Schick hatte für die CDU, aber auch für alle anderen Parteien viele Anregungen, wie Regierungen dem Wählerwunsch nach dem Christlichen in der Politik gerecht werden könnten. In acht konkreten Punkten führte der Erzbischof aus, was sich im politischen Handeln, in den Entscheidungen der Regierenden widerspiegeln müsse: Menschenwürde, Menschenrechte, Werte und Tugenden, Solidarität, Anständigkeit, Wahrhaftigkeit, Hilfsbereitschaft und Barmherzigkeit. Da das Soziale zum Christlichen gehöre, seien „die drei S der christlichen Sozial-Ehre“ auch Maxime fürs politische Handeln: Subjekt, Subsidiarität und Solidarität. Anders als im früheren Sowjetsystem, wo der Staat im Mittelpunkt stand, und anders als im Nationalsozialismus, wo die Nation im Mittelpunkt stand, müsse das Subjekt, der Mensch im Fokus stehen. Das bedeute für die Politik: „Den Starken fördern, dem Schwachen helfen“.

Hinsichtlich der Subsidiarität warb Schick für die Stärkung einer „aktiven Bürgergesellschaft, in der viele kleine Einheiten das tun, was sie zur Gesellschaft beitragen können“. Zur Solidarität sagte der Erzbischof: „Keiner darf durch das soziale Netz hindurchfallen - jeder Einzelne muss gefördert werden.“

Schick lieferte den politisch Verantwortlichen unter seinen Zuhörern nicht nur Orientierungshilfen, an denen sie ihr Handeln messen können, sondern gab den Politikern auch konkrete Handlungsempfehlungen mit auf den Weg. So machte er sich für eine Stärkung der Familie „als Keimzelle der Gesellschaft“ stark und plädierte fürs Ehegattensplitting, für längere Elternzeiten, für Betreuungsgeld, für die Anerkennung von Erziehungszeit auf den Rentenanspruch und für einen Ausbau der Angebote in der Kinderbetreuung.

Die Politik müsse alles tun, um die bestehenden Versorgungsnetze zu wahren und auszubauen, sagte Schick und forderte, die Pflege müsse besser ausgestattet werden, dem Ärztemangel müsse entgegengetreten werden.

Dazu sollten die Politiker fantasievoller werden und sich über die Zukunft der Pflegeversicherung Gedanken machen. „Es muss den Alten und Kranken gut gehen, bis sie die Augen schließen.“ Die Anerkennung von Menschen mit Behinderung und ihre Inklusion in die Gesellschaft, der humane Umgang mit Asylsuchenden, der Einsatz für Frieden in Syrien, Afghanistan und im Irak, der Umweltschutz, die Wirtschaftspolitik und die Entwicklungshilfe waren weitere Felder, für die Schick Anregungen bereithielt.

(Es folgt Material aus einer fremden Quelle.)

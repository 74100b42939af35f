//! LLM error types

use std::time::Duration;

use thiserror::Error;

/// Errors that can occur while talking to a language model.
#[derive(Debug, Error)]
pub enum LlmError {
    #[error("Network error: {0}")]
    Network(#[from] reqwest::Error),

    #[error("API error {status}: {message}")]
    Api { status: u16, message: String },

    #[error("Timeout after {0:?}")]
    Timeout(Duration),

    #[error("Invalid response: {0}")]
    InvalidResponse(String),

    #[error("JSON error: {0}")]
    Json(#[from] serde_json::Error),

    #[error("API key environment variable '{var}' is not set")]
    MissingApiKey { var: String },
}
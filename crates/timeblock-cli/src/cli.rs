//! Command handlers.
//!
//! Each handler calls the core, wraps the outcome in a display type and hands
//! the markdown to the [`TerminalRenderer`].

use std::{fmt::Write as _, io, sync::Arc};

use anyhow::{anyhow, bail, Context, Result};
use jiff::civil::Date;
use log::{debug, info};
use timeblock_core::{
    display::{CreateResult, PostponeResult, UpdateResult},
    llm::OpenAiCompatClient,
    models::{Day, Week, WeekWindow},
    time::{add_days, parse_date},
    Clock, CreateTask, LlmConfig, PlanResult, Planner, PlannerBuilder, PostponeTask, Repository,
    Scheduler, SqliteRepository, SystemClock, Task, TaskTimeUpdate,
};

use crate::{
    args::{AddArgs, DayArgs, EditArgs, MoveArgs, OutcomeArgs, PlanArgs, PostponeArgs, WeekArgs},
    renderer::TerminalRenderer,
};

/// What the user typed after seeing a proposal.
#[derive(Debug, PartialEq, Eq)]
enum Reply {
    Save,
    Quit,
    Feedback(String),
}

impl Reply {
    /// Empty input or `y` saves, `q` quits, anything else is feedback.
    /// End of input quits.
    fn parse(line: Option<&str>) -> Self {
        match line.map(str::trim) {
            None => Reply::Quit,
            Some("") => Reply::Save,
            Some(s) if s.eq_ignore_ascii_case("y") => Reply::Save,
            Some(s) if s.eq_ignore_ascii_case("q") => Reply::Quit,
            Some(s) => Reply::Feedback(s.to_string()),
        }
    }
}

pub struct Cli {
    repository: Arc<SqliteRepository>,
    scheduler: Scheduler,
    llm_config: LlmConfig,
    renderer: TerminalRenderer,
}

impl Cli {
    pub fn new(
        repository: Arc<SqliteRepository>,
        scheduler: Scheduler,
        llm_config: LlmConfig,
        renderer: TerminalRenderer,
    ) -> Self {
        Self {
            repository,
            scheduler,
            llm_config,
            renderer,
        }
    }

    fn today(&self) -> Date {
        SystemClock.now().date()
    }

    fn resolve_date(&self, value: Option<&str>) -> Result<Date> {
        match value {
            Some(value) => parse_date(value)
                .ok_or_else(|| anyhow!("Invalid date '{value}': expected YYYY-MM-DD")),
            None => Ok(self.today()),
        }
    }

    pub async fn add(&self, args: AddArgs) -> Result<()> {
        let task = Task::new(&CreateTask::from(args), self.today())?;
        let created = self
            .repository
            .create_task(&task)
            .await
            .context("Failed to add task")?;
        self.renderer.render(&CreateResult::new(created).to_string())
    }

    pub async fn show_day(&self, args: &DayArgs) -> Result<()> {
        let date = self.resolve_date(args.date.as_deref())?;
        let mut day = Day::new(date);
        for task in self.repository.list_tasks_by_date_range(date, date).await? {
            day.insert(task)?;
        }

        let mut output = day.to_string();
        if let Some(peak) = self.scheduler.peak_hours() {
            if !day.is_empty() {
                let _ = writeln!(output, "\n{}", day.compute_stats(Some(peak)));
            }
        }
        self.renderer.render(&output)
    }

    pub async fn show_week(&self, args: &WeekArgs) -> Result<()> {
        let date = self.resolve_date(args.date.as_deref())?;
        let current = Week::build(date);

        if args.window {
            let first = current.previous_monday();
            let last = add_days(current.next_monday(), 6);
            let tasks = self
                .repository
                .list_tasks_by_date_range(first, last)
                .await?;
            let window = WeekWindow::new(
                Week::build_from_tasks(first, tasks.iter().cloned())?,
                Week::build_from_tasks(date, tasks.iter().cloned())?,
                Week::build_from_tasks(current.next_monday(), tasks)?,
            );
            let stats = window.current().stats(self.scheduler.peak_hours());
            return self.renderer.render(&format!("{window}\n{stats}"));
        }

        let tasks = self
            .repository
            .list_tasks_by_date_range(current.monday(), current.sunday())
            .await?;
        let week = Week::build_from_tasks(date, tasks)?;
        let stats = week.stats(self.scheduler.peak_hours());
        self.renderer.render(&format!("{week}\n{stats}"))
    }

    pub fn next_slot(&self) -> Result<()> {
        let slot = self.scheduler.next_available_start(SystemClock.now());
        self.renderer.render(&slot.to_string())
    }

    pub async fn cancel(&self, id: u64) -> Result<()> {
        let task = self.repository.cancel_task(id).await?;
        let result = UpdateResult::with_changes(task, vec!["status: cancelled".to_string()]);
        self.renderer.render(&result.to_string())
    }

    pub async fn postpone(&self, args: PostponeArgs) -> Result<()> {
        let params = PostponeTask::from(args);
        let (original, replacement) = self.repository.postpone_task(&params).await?;
        let result = PostponeResult {
            original,
            replacement,
        };
        self.renderer.render(&result.to_string())
    }

    pub async fn outcome(&self, args: &OutcomeArgs) -> Result<()> {
        let outcome = args.outcome.into();
        let task = self
            .repository
            .set_task_outcome(args.id, outcome, SystemClock.now())
            .await?;
        let result = UpdateResult::with_changes(task, vec![format!("outcome: {outcome}")]);
        self.renderer.render(&result.to_string())
    }

    pub async fn edit(&self, args: &EditArgs) -> Result<()> {
        let task = self
            .repository
            .update_task_description(args.id, &args.description)
            .await?;
        let change = format!("description: {}", task.description);
        self.renderer
            .render(&UpdateResult::with_changes(task, vec![change]).to_string())
    }

    pub async fn move_task(&self, args: MoveArgs) -> Result<()> {
        let update = TaskTimeUpdate::from(args);
        let task = self
            .repository
            .batch_update_task_times(std::slice::from_ref(&update))
            .await?
            .into_iter()
            .next()
            .ok_or_else(|| anyhow!("Task {} was not updated", update.id))?;
        let change = format!("time: {}-{}", task.scheduled_start, task.scheduled_end);
        self.renderer
            .render(&UpdateResult::with_changes(task, vec![change]).to_string())
    }

    pub async fn plan(&self, args: &PlanArgs) -> Result<()> {
        let llm = OpenAiCompatClient::from_config(&self.llm_config)
            .context("Failed to set up the planning assistant")?;
        let repository: Arc<dyn Repository> = self.repository.clone();
        let mut planner = PlannerBuilder::new()
            .with_llm(llm)
            .with_repository(repository)
            .with_scheduler(self.scheduler.clone())
            .build()
            .await
            .context("Failed to initialize planner")?;

        let max_retries = args.max_retries.unwrap_or(self.llm_config.max_retries);
        info!("Planning with up to {max_retries} retries");
        let mut result = planner.plan_with_retry(&args.intent, max_retries).await?;

        loop {
            self.renderer.render(&result.to_string())?;

            if args.yes {
                return self.save_plan(&planner, &result).await;
            }

            let line = self
                .renderer
                .prompt("Enter or 'y' to save, 'q' to quit, or describe changes: ")
                .await?;
            match Reply::parse(line.as_deref()) {
                Reply::Save if result.has_validation_errors() => {
                    self.renderer.render(
                        "This plan still has problems. Describe a change or press 'q' to quit.\n",
                    )?;
                }
                Reply::Save => return self.save_plan(&planner, &result).await,
                Reply::Quit => return self.renderer.render("Plan discarded.\n"),
                Reply::Feedback(feedback) => {
                    debug!("Refining plan with feedback: {feedback}");
                    result = planner.continue_planning(&feedback, max_retries).await?;
                }
            }
        }
    }

    async fn save_plan(&self, planner: &Planner, result: &PlanResult) -> Result<()> {
        if result.has_validation_errors() {
            bail!(
                "Plan still has {} problem(s) after {} attempt(s); nothing was saved",
                result.validation_errors.len(),
                result.attempts
            );
        }
        let saved = planner.save(result).await.context("Failed to save plan")?;
        self.renderer.render(&CreateResult::new(saved).to_string())
    }
}

/// Reads one line from stdin on the blocking pool. `None` at end of input.
pub async fn read_line() -> Result<Option<String>> {
    tokio::task::spawn_blocking(|| {
        let mut line = String::new();
        let read = io::stdin().read_line(&mut line)?;
        Ok::<_, io::Error>((read > 0).then_some(line))
    })
    .await
    .context("Input task failed")?
    .context("Failed to read from stdin")
}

So mahnte er die Politik an, in der Weltgemeinschaft über die Reduzierung von Emissionen nachzu­denken, um „die von Gott bereitgestellte Schöpfung zu behüten, als Heimat für die Menschen“ und sie nicht als Ressource zu missbrauchen.

Hinsichtlich der Wirtschaftspolitik müssten sich die Verantwortlichen fragen, was Zukunftswachstum sei - „sonst wird uns unser Wirtschaftswachstum irgendwann die Gurgel abdrehen“.

Für ihren Einsatz in der Entwicklungspolitik stellte Schick den Regierungen ein schlechtes Zeugnis aus. Deutschland etwa habe sich verpflichtet, 0,7 Prozent des Bruttoinlandsprodukts bereitzustellen für arme Länder. Nur 0,4 Prozent habe die Bundesrepublik zuletzt tatsächlich in die Entwicklungshilfe investiert. „Eine Milliarde von den sieben Milliarden Menschen auf der Erde hungert - dabei könnten zwölf Milliarden Menschen satt werden. Das ist ein Skandal, das muss geändert werden“, sagte Schick.